This course examines how that technology actually functions: the sensor stacks, the machine learning pipelines, the edge cases that have caused fatal accidents, and the regulatory responses now taking shape across the United States, Europe, and China. You will leave with a working technical vocabulary, a clear map of where the industry stands in 2024, and an honest sense of what remains unsolved — which, as you will see, is considerable.
If you finish every module, here's who you become:
On the morning of March 18, 2018, an Uber Advanced Technologies Group test vehicle operating in autonomous mode struck and killed Elaine Herzberg as she walked her bicycle across a four-lane road in Tempe, Arizona. The car's sensors detected her 5.6 seconds before impact. The software classified her first as an unknown object, then as a vehicle, then as a bicycle — and each reclassification reset the system's prediction of her trajectory. The car never confidently predicted she would be in its path. The safety driver was watching a video on her phone. Herzberg was struck at 39 mph without any braking. The National Transportation Safety Board's final report, published in November 2019, identified the root cause not as hardware failure but as a perception pipeline that could not handle object classifications it had not been specifically trained to expect.
That accident — the first pedestrian fatality caused by an autonomous vehicle — illuminates the central challenge of self-driving technology: sensing is not seeing, and detection is not understanding. What follows is the engineering underneath those distinctions.
Every production autonomous vehicle system as of 2024 relies on some combination of three sensor types: LiDAR (Light Detection and Ranging), radar, and cameras. Each captures a fundamentally different kind of information about the world, and each has failure modes the others can compensate for — in theory.
LiDAR fires pulses of laser light and measures the time each pulse takes to return. From millions of these measurements per second, it constructs a dense three-dimensional point cloud of the vehicle's surroundings with centimeter-level accuracy. Waymo's fifth-generation Jaguar I-PACE test fleet used a custom LiDAR array with a 360-degree field of view and a range of over 300 meters. The system cost roughly $75,000 per unit in 2018; by 2023, solid-state LiDAR modules from manufacturers like Luminar and Ouster had dropped below $1,000 at volume. The principal weakness is performance in rain, snow, and fog — water droplets scatter laser returns in ways that corrupt the point cloud.
Radar uses radio waves rather than light, which means it penetrates precipitation that defeats LiDAR and cameras alike. Radar also measures velocity directly through the Doppler effect — a critical advantage when the system needs to know not just where an object is but how fast it is moving relative to the vehicle.
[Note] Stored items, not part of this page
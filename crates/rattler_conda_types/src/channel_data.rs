//! Datastructures that are present in a `channeldata.json` file. Some channels on anaconda.org
//! contain a `channeldata.json` file which describes the subdirs the channel contains, the packages
//! stored in the channel and additional data about them like their latest version.
//!
//! The [`ChannelData`] struct represents the data found within the `channeldata.json` file. The
//! [`ChannelDataPackage`] contains information about a package.
//!
//! Note that certain aspects of `ChannelData` are broken (e.g. `run_exports` is only available for
//! a single package variant) and therefore the `ChannelData` struct is not really used much more.
//!
use crate::{
    utils::serde::{LossyUrl, VecSkipNone},
    Version,
};
use serde::{Deserialize, Serialize};
use serde_with::{serde_as, skip_serializing_none, DisplayFromStr, OneOrMany, Same};
use std::collections::HashMap;
use url::Url;

use crate::package::RunExportsJson;

/// [`ChannelData`] is an index of subdirectories and packages stored within a Channel.
#[derive(Debug, Deserialize, Serialize, Eq, PartialEq)]
pub struct ChannelData {
    /// Version of the format
    pub channeldata_version: u32,

    /// A mapping of all packages in the channel
    pub packages: HashMap<String, ChannelDataPackage>,

    /// The available subdirs for this channel
    #[serde(default)]
    pub subdirs: Vec<String>,
}

/// Information on a single package in a channel.
#[serde_as]
#[skip_serializing_none]
#[derive(Debug, Deserialize, Serialize, Eq, PartialEq)]
pub struct ChannelDataPackage {
    /// True if this package has activation scripts
    #[serde(rename = "activate.d")]
    pub has_activate_scripts: bool,

    /// True if this package has deactivation scripts
    #[serde(rename = "deactivate.d")]
    pub has_deactivate_scripts: bool,

    /// True if this package contains binary files that contain the build prefix.
    pub binary_prefix: bool,

    /// The description of the package
    #[serde(skip_serializing_if = "Option::is_none")]
    pub description: Option<String>,

    /// URL to the development page of the package
    #[serde(skip_serializing_if = "Vec::is_empty", default)]
    #[serde_as(
        deserialize_as = "VecSkipNone<OneOrMany<LossyUrl>>",
        serialize_as = "OneOrMany<Same>"
    )]
    pub dev_url: Vec<Url>,

    /// URL to the documentation of the package
    #[serde(skip_serializing_if = "Vec::is_empty", default)]
    #[serde_as(
        deserialize_as = "VecSkipNone<OneOrMany<LossyUrl>>",
        serialize_as = "OneOrMany<Same>"
    )]
    pub doc_url: Vec<Url>,

    /// URL to the homepage of the package
    #[serde(skip_serializing_if = "Vec::is_empty", default)]
    #[serde_as(
        deserialize_as = "VecSkipNone<OneOrMany<LossyUrl>>",
        serialize_as = "OneOrMany<Same>"
    )]
    pub home: Vec<Url>,

    /// URL to the latest source code of the package
    #[serde(skip_serializing_if = "Vec::is_empty", default)]
    #[serde_as(
        deserialize_as = "VecSkipNone<OneOrMany<LossyUrl>>",
        serialize_as = "OneOrMany<Same>"
    )]
    pub source_url: Vec<Url>,

    /// Package license
    pub license: Option<String>,

    /// Whether the package has post link scripts
    #[serde(rename = "post_link")]
    pub has_post_link_scripts: bool,

    /// Whether the package has pre link scripts
    #[serde(rename = "pre_link")]
    pub has_pre_link_scripts: bool,

    /// Whether the package has pre unlink scripts
    #[serde(rename = "pre_unlink")]
    pub has_pre_unlink_scripts: bool,

    /// Any run_exports contained within the package.
    #[serde(default, skip_serializing_if = "HashMap::is_empty")]
    #[serde_as(as = "HashMap<DisplayFromStr, _>")]
    pub run_exports: HashMap<Version, RunExportsJson>,

    /// Which architectures does the package support
    pub subdirs: Vec<String>,

    /// The summary description of the package
    pub summary: Option<String>,

    /// True if this package contains text files that contain the build prefix.
    pub text_prefix: bool,

    /// Last update time
    pub timestamp: Option<u64>,

    /// Latest version
    #[serde_as(as = "Option<DisplayFromStr>")]
    pub version: Option<Version>,
}
use std::sync::Arc;

#[derive(Clone, Debug, thiserror::Error)]
pub enum AsyncHttpRangeReaderError {
    #[error("range requests are not supported")]
    HttpRangeRequestUnsupported,

    #[error(transparent)]
    HttpError(#[from] Arc<reqwest::Error>),

    #[error("an error occurred during transport: {0}")]
    TransportError(#[source] Arc<reqwest::Error>),

    #[error("io error occurred: {0}")]
    IoError(#[source] Arc<std::io::Error>),

    #[error("content-range header is missing from response")]
    ContentRangeMissing,

    #[error("memory mapping the file failed")]
    MemoryMapError(#[source] Arc<std::io::Error>),
}

impl From<std::io::Error> for AsyncHttpRangeReaderError {
    fn from(err: std::io::Error) -> Self {
        AsyncHttpRangeReaderError::IoError(Arc::new(err))
    }
}

impl From<reqwest::Error> for AsyncHttpRangeReaderError {
    fn from(err: reqwest::Error) -> Self {
        AsyncHttpRangeReaderError::TransportError(Arc::new(err))
    }
}
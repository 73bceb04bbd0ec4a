//! Error type used for [`crate::AsyncHttpRangeReader`]
use std::sync::Arc;

/// Error type used for [`crate::AsyncHttpRangeReader`]
#[derive(Clone, Debug, thiserror::Error)]
pub enum AsyncHttpRangeReaderError {
    /// The server does not support range requests
    #[error("range requests are not supported")]
    HttpRangeRequestUnsupported,

    /// Other HTTP error
    #[error(transparent)]
    HttpError(#[from] Arc<reqwest::Error>),

    /// An error occurred during transport
    #[error("an error occurred during transport: {0}")]
    TransportError(#[source] Arc<reqwest::Error>),

    /// An IO error occurred
    #[error("io error occurred: {0}")]
    IoError(#[source] Arc<std::io::Error>),

    /// Content-Range header is missing from response
    #[error("content-range header is missing from response")]
    ContentRangeMissing,

    /// Content-Length header is missing from response
    #[error("content-length header is missing from response")]
    ContentLengthMissing,

    /// Memory mapping the file failed
    #[error("memory mapping the file failed")]
    MemoryMapError(#[source] Arc<std::io::Error>),
}

impl From<std::io::Error> for AsyncHttpRangeReaderError {
    fn from(err: std::io::Error) -> Self {
        AsyncHttpRangeReaderError::IoError(Arc::new(err))
    }
}

impl From<reqwest::Error> for AsyncHttpRangeReaderError {
    fn from(err: reqwest::Error) -> Self {
        AsyncHttpRangeReaderError::TransportError(Arc::new(err))
    }
}
use super::Version;
use crate::ParseVersionError;
use serde::{de::Error, Deserialize, Deserializer, Serialize, Serializer};
use std::borrow::Cow;
use std::hash::{Hash, Hasher};
use std::{
    cmp::Ordering,
    fmt,
    fmt::{Display, Formatter},
    ops::Deref,
    str::FromStr,
};

/// Holds a version and the string it was created from. This is useful if you want to retain the
/// original string the version was created from. This might be useful in cases where you have
/// multiple strings that are represented by the same [`Version`] but you still want to be able to
/// distinguish them.
///
/// The string `1.0` and `1.01` represent the same version. When you print the parsed version though
/// it will come out as `1.0`. You loose the original representation. This struct stores the
/// original source string.
///
/// It is also possible to convert directly from a [`Version`] but the [`Display`] implementation
/// is then used to generate the string representation.
#[derive(Debug, Clone)]
pub struct VersionWithSource {
    version: Version,
    source: Option<Box<str>>,
}

impl FromStr for VersionWithSource {
    type Err = ParseVersionError;

    fn from_str(s: &str) -> Result<Self, Self::Err> {
        Ok(Self {
            version: Version::from_str(s)?,
            source: Some(s.to_owned().into_boxed_str()),
        })
    }
}

impl Hash for VersionWithSource {
    fn hash<H: Hasher>(&self, state: &mut H) {
        self.version.hash(state);
        self.source.hash(state);
    }
}

impl PartialEq for VersionWithSource {
    fn eq(&self, other: &Self) -> bool {
        self.version.eq(&other.version) && self.as_str().eq(&other.as_str())
    }
}

impl Eq for VersionWithSource {}

impl PartialOrd for VersionWithSource {
    fn partial_cmp(&self, other: &Self) -> Option<Ordering> {
        Some(self.cmp(other))
    }
}

impl Ord for VersionWithSource {
    fn cmp(&self, other: &Self) -> Ordering {
        // First order by version then by string representation
        self.version
            .cmp(&other.version)
            .then_with(|| self.as_str().cmp(&other.as_str()))
    }
}

impl VersionWithSource {
    /// Constructs a new instance from a [`Version`] and a source representation.
    pub fn new(version: Version, source: impl ToString) -> Self {
        Self {
            version,
            source: Some(source.to_string().into_boxed_str()),
        }
    }

    /// Returns the [`Version`]
    pub fn version(&self) -> &Version {
        &self.version
    }

    /// Returns the string representation of this instance. Either this is a reference to the source
    /// string or an owned formatted version of the stored version.
    pub fn as_str(&self) -> Cow<'_, str> {
        match &self.source {
            Some(source) => Cow::Borrowed(source.as_ref()),
            None => Cow::Owned(format!("{}", &self.version)),
        }
    }

    /// Convert this instance back into a [`Version`].
    pub fn into_version(self) -> Version {
        self.version
    }
}

impl PartialEq<Version> for VersionWithSource {
    fn eq(&self, other: &Version) -> bool {
        self.version.eq(other)
    }
}

impl PartialOrd<Version> for VersionWithSource {
    fn partial_cmp(&self, other: &Version) -> Option<Ordering> {
        self.version.partial_cmp(other)
    }
}

impl From<Version> for VersionWithSource {
    fn from(version: Version) -> Self {
        VersionWithSource {
            version,
            source: None,
        }
    }
}

impl From<VersionWithSource> for Version {
    fn from(version: VersionWithSource) -> Self {
        version.version
    }
}

impl AsRef<Version> for VersionWithSource {
    fn as_ref(&self) -> &Version {
        &self.version
    }
}

impl Deref for VersionWithSource {
    type Target = Version;

    fn deref(&self) -> &Self::Target {
        &self.version
    }
}

impl Display for VersionWithSource {
    fn fmt(&self, f: &mut Formatter<'_>) -> fmt::Result {
        match &self.source {
            Some(source) => write!(f, "{}", source.as_ref()),
            None => write!(f, "{}", &self.version),
        }
    }
}

impl Serialize for VersionWithSource {
    fn serialize<S>(&self, serializer: S) -> Result<S::Ok, S::Error>
    where
        S: Serializer,
    {
        match &self.source {
            None => self.version.to_string().serialize(serializer),
            Some(src) => src.serialize(serializer),
        }
    }
}

impl<'de> Deserialize<'de> for VersionWithSource {
    fn deserialize<D>(deserializer: D) -> Result<Self, D::Error>
    where
        D: Deserializer<'de>,
    {
        let source = String::deserialize(deserializer)?;
        Ok(Self {
            version: Version::from_str(&source).map_err(D::Error::custom)?,
            source: Some(source.into_boxed_str()),
        })
    }
}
Automotive radar has been standard equipment on premium vehicles since the early 2000s (Mercedes-Benz introduced adaptive cruise control using radar on the S-Class in 1999). Its limitation is spatial resolution: radar returns are coarse compared to LiDAR point clouds, making it difficult to distinguish the shape or classify the type of an object.
Cameras provide the richest semantic information — color, texture, lane markings, traffic signs, and the fine-grained visual context that humans rely on. Tesla's Autopilot and Full Self-Driving systems use a camera-only architecture (eight cameras with overlapping fields of view) on the argument that if a human can drive using vision alone, a sufficiently capable neural network should be able to as well. The argument is contested: cameras require strong lighting conditions and sophisticated depth-estimation algorithms, since a 2D image does not inherently encode distance. Night performance, glare, and occlusion remain active research problems.
Tesla's camera-only approach eliminates LiDAR cost but places enormous demands on the neural network to infer 3D geometry from 2D images. Every other major autonomous vehicle developer — Waymo, Cruise, Aurora, Mobileye — uses LiDAR as a primary sensor. The industry has not reached consensus on which architecture is safer.
No single sensor type is sufficient for production autonomous driving. The engineering challenge is combining them into a unified, consistent world model — a process called sensor fusion. Fusion can happen at three levels: raw data (early fusion), independently processed feature representations (mid-level fusion), or final object detections (late fusion). Each has tradeoffs in computational cost, latency, and the ability to propagate uncertainty through the pipeline.
Waymo's approach, documented in their 2020 paper "Scalability in Perception for Autonomous Driving," fuses LiDAR point clouds and camera images at the feature level using a shared encoder architecture they call the Multimodal Sensor Fusion (MSF) network. The system explicitly represents uncertainty in its object detections, which allows downstream planning modules to make conservative decisions when the perception system is not confident — a direct engineering response to the failure mode observed in the Tempe accident.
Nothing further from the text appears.